US Corporate Giant Targets UK Infrastructure: Segro Rejects £12.6bn Takeover as Foreign Capital Circles British Assets
The unsolicited bid highlights how multinational giants exploit geopolitical instability to acquire critical digital and logistics infrastructure on the cheap.

The UK’s industrial and digital infrastructure is once again in the crosshairs of dominant global capital. In the latest example of transatlantic corporate consolidation, US-based logistics giant Prologis has launched an aggressive, unsolicited £12.6 billion takeover bid for Segro, a FTSE 100 firm that owns vast networks of industrial warehouses and critical datacentres across the United Kingdom. The Segro board of directors unanimously and unequivocally rejected the all-share proposal, exposing a growing conflict over the fair value of national assets in a volatile global economy.
Prologis went public with its offer on Wednesday, bypassing direct negotiations with Segro's leadership to appeal directly to shareholders—a tactic often used by large corporate entities to force target companies to the negotiating table. Under the proposed terms, Segro shareholders would receive 0.084 Prologis shares for each share they own, representing an implied valuation of 925p per share. While this represents a 24.6% premium over Segro's Tuesday closing price, critics argue that the bid is structured to extract long-term value from UK infrastructure while giving up relatively little hard cash.
Following the public disclosure of the bid, Segro's stock price jumped by nearly 17.5% on Wednesday, closing at 871p and leading the FTSE 100 gainers. While short-term investors welcomed the price spike, the situation highlights the vulnerability of domestic firms to predatory foreign buyouts. Segro's extensive portfolio of cavernous warehouses serves as the backbone for digital retail and media monopolies like Amazon and Netflix, making its physical footprint highly valuable to global supply chains.
Segro’s history is deeply intertwined with the UK's industrial working-class heritage. Founded in 1920 as the Slough Trading Company, the business transformed a post-war military repair depot on the outskirts of London into a pioneering industrial estate.
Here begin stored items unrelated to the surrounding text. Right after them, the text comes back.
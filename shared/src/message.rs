//! Change notification payloads
//!
//! 当设置记录发生变更时（由某次管理端写入触发），存储层通过变更通道
//! 广播此信号，同步服务以此为准更新内存状态。

use crate::models::ParkSettings;
use serde::{Deserialize, Serialize};

/// 变更类型
#[derive(Debug, Clone, Copy, PartialEq, Eq, Serialize, Deserialize)]
#[serde(rename_all = "lowercase")]
pub enum ChangeAction {
    Created,
    Updated,
}

/// 设置变更信号 (存储层 -> 同步服务)
///
/// `version` 单调递增，接收方据此实现 last-writer-wins。
#[derive(Debug, Clone, PartialEq, Serialize, Deserialize)]
pub struct SettingsChange {
    /// 版本号 (每次发布自动递增)
    pub version: u64,
    /// 变更类型
    pub action: ChangeAction,
    /// 变更后的完整记录
    pub settings: ParkSettings,
}
//! Park Settings Model

use serde::{Deserialize, Serialize};

/// Operating hours as display strings (free text, never parsed as time)
#[derive(Debug, Clone, PartialEq, Eq, Serialize, Deserialize)]
pub struct Timings {
    pub open_time: String,
    pub close_time: String,
    pub days: String,
}

impl Default for Timings {
    fn default() -> Self {
        Self {
            open_time: "10:00 AM".to_string(),
            close_time: "5:00 PM".to_string(),
            days: "Monday - Sunday".to_string(),
        }
    }
}

/// Ticket prices (whole currency units)
#[derive(Debug, Clone, Copy, PartialEq, Eq, Serialize, Deserialize)]
pub struct Prices {
    pub weekday: u32,
    pub weekend: u32,
}

impl Default for Prices {
    fn default() -> Self {
        Self {
            weekday: 400,
            weekend: 500,
        }
    }
}

/// Facility rental fees (whole currency units)
#[derive(Debug, Clone, Copy, PartialEq, Eq, Serialize, Deserialize)]
pub struct Facilities {
    pub locker_room: u32,
    pub swimming_costumes: u32,
}

impl Default for Facilities {
    fn default() -> Self {
        Self {
            locker_room: 50,
            swimming_costumes: 100,
        }
    }
}

/// Park settings entity (singleton)
///
/// Older records may lack `facilities`; serde defaults fill the gap so the
/// richest shape is always what the application sees.
#[derive(Debug, Clone, PartialEq, Serialize, Deserialize)]
pub struct ParkSettings {
    #[serde(default)]
    pub id: String,
    #[serde(default)]
    pub timings: Timings,
    #[serde(default)]
    pub prices: Prices,
    #[serde(default)]
    pub facilities: Facilities,
    #[serde(default)]
    pub created_at: i64,
    #[serde(default)]
    pub updated_at: i64,
}

impl ParkSettings {
    /// Build the default settings record created lazily before first read
    pub fn with_defaults(now: i64) -> Self {
        Self {
            id: "main".to_string(),
            timings: Timings::default(),
            prices: Prices::default(),
            facilities: Facilities::default(),
            created_at: now,
            updated_at: now,
        }
    }

    /// Merge a partial update, section by section
    pub fn merge(&mut self, update: ParkSettingsUpdate) {
        if let Some(timings) = update.timings {
            self.timings = timings;
        }
        if let Some(prices) = update.prices {
            self.prices = prices;
        }
        if let Some(facilities) = update.facilities {
            self.facilities = facilities;
        }
    }
}

/// Partial settings update payload
///
/// Each section is replaced wholesale when present; absent sections are
/// left untouched.
#[derive(Debug, Clone, Default, Serialize, Deserialize)]
pub struct ParkSettingsUpdate {
    #[serde(skip_serializing_if = "Option::is_none")]
    pub timings: Option<Timings>,
    #[serde(skip_serializing_if = "Option::is_none")]
    pub prices: Option<Prices>,
    #[serde(skip_serializing_if = "Option::is_none")]
    pub facilities: Option<Facilities>,
}

impl ParkSettingsUpdate {
    pub fn is_empty(&self) -> bool {
        self.timings.is_none() && self.prices.is_none() && self.facilities.is_none()
    }
}

#[cfg(test)]
mod tests {
    use super::*;

    #[test]
    fn test_merge_replaces_only_present_sections() {
        let mut settings = ParkSettings::with_defaults(1000);
        settings.merge(ParkSettingsUpdate {
            prices: Some(Prices {
                weekday: 350,
                weekend: 500,
            }),
            ..Default::default()
        });

        assert_eq!(settings.prices.weekday, 350);
        assert_eq!(settings.prices.weekend, 500);
        // Untouched sections keep their committed values
        assert_eq!(settings.timings, Timings::default());
        assert_eq!(settings.facilities, Facilities::default());
    }

    #[test]
    fn test_settings_without_facilities_deserialize_with_defaults() {
        // Records written before the facilities section existed
        let json = r#"{
            "id": "main",
            "timings": {"open_time": "9:00 AM", "close_time": "6:00 PM", "days": "Mon - Sun"},
            "prices": {"weekday": 400, "weekend": 500},
            "created_at": 1, "updated_at": 1
        }"#;
        let settings: ParkSettings = serde_json::from_str(json).unwrap();
        assert_eq!(settings.facilities, Facilities::default());
        assert_eq!(settings.timings.open_time, "9:00 AM");
    }

    #[test]
    fn test_update_skips_absent_sections_on_wire() {
        let update = ParkSettingsUpdate {
            timings: Some(Timings::default()),
            ..Default::default()
        };
        let json = serde_json::to_string(&update).unwrap();
        assert!(json.contains("timings"));
        assert!(!json.contains("prices"));
        assert!(!json.contains("facilities"));
    }
}
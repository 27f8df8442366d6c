//! 认证 API 模块

mod handler;

use axum::{Router, routing::post};

use crate::core::ServerState;

pub fn router() -> Router<ServerState> {
    Router::new().nest("/api/auth", routes())
}

fn routes() -> Router<ServerState> {
    Router::new()
        .route("/logo-click", post(handler::logo_click))
        .route("/dismiss", post(handler::dismiss))
        .route("/login", post(handler::login))
        .route("/logout", post(handler::logout))
}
Over the past century, this hub has evolved to meet the demands of the modern digital economy. The Slough estate now represents the second-largest portfolio of datacentres globally, hosting critical infrastructure that powers the modern internet. This valuable transition from physical shipping to digital data processing has made Segro an incredibly attractive target for foreign multinational acquisition.
During the Covid-19 pandemic, when citizens were confined to their homes, demand for online shopping and streaming services surged, causing Segro's business to boom and its stock to reach an all-time high at the end of 2021. However, since the spring of 2022, macro-level market pressures have driven the company's share price down by approximately 40%. The Segro board has strongly condemned the Prologis bid as "opportunistically timed," stating that the US firm is attempting to exploit a temporary "dislocation" between its current public market valuation and its highly profitable underlying operations.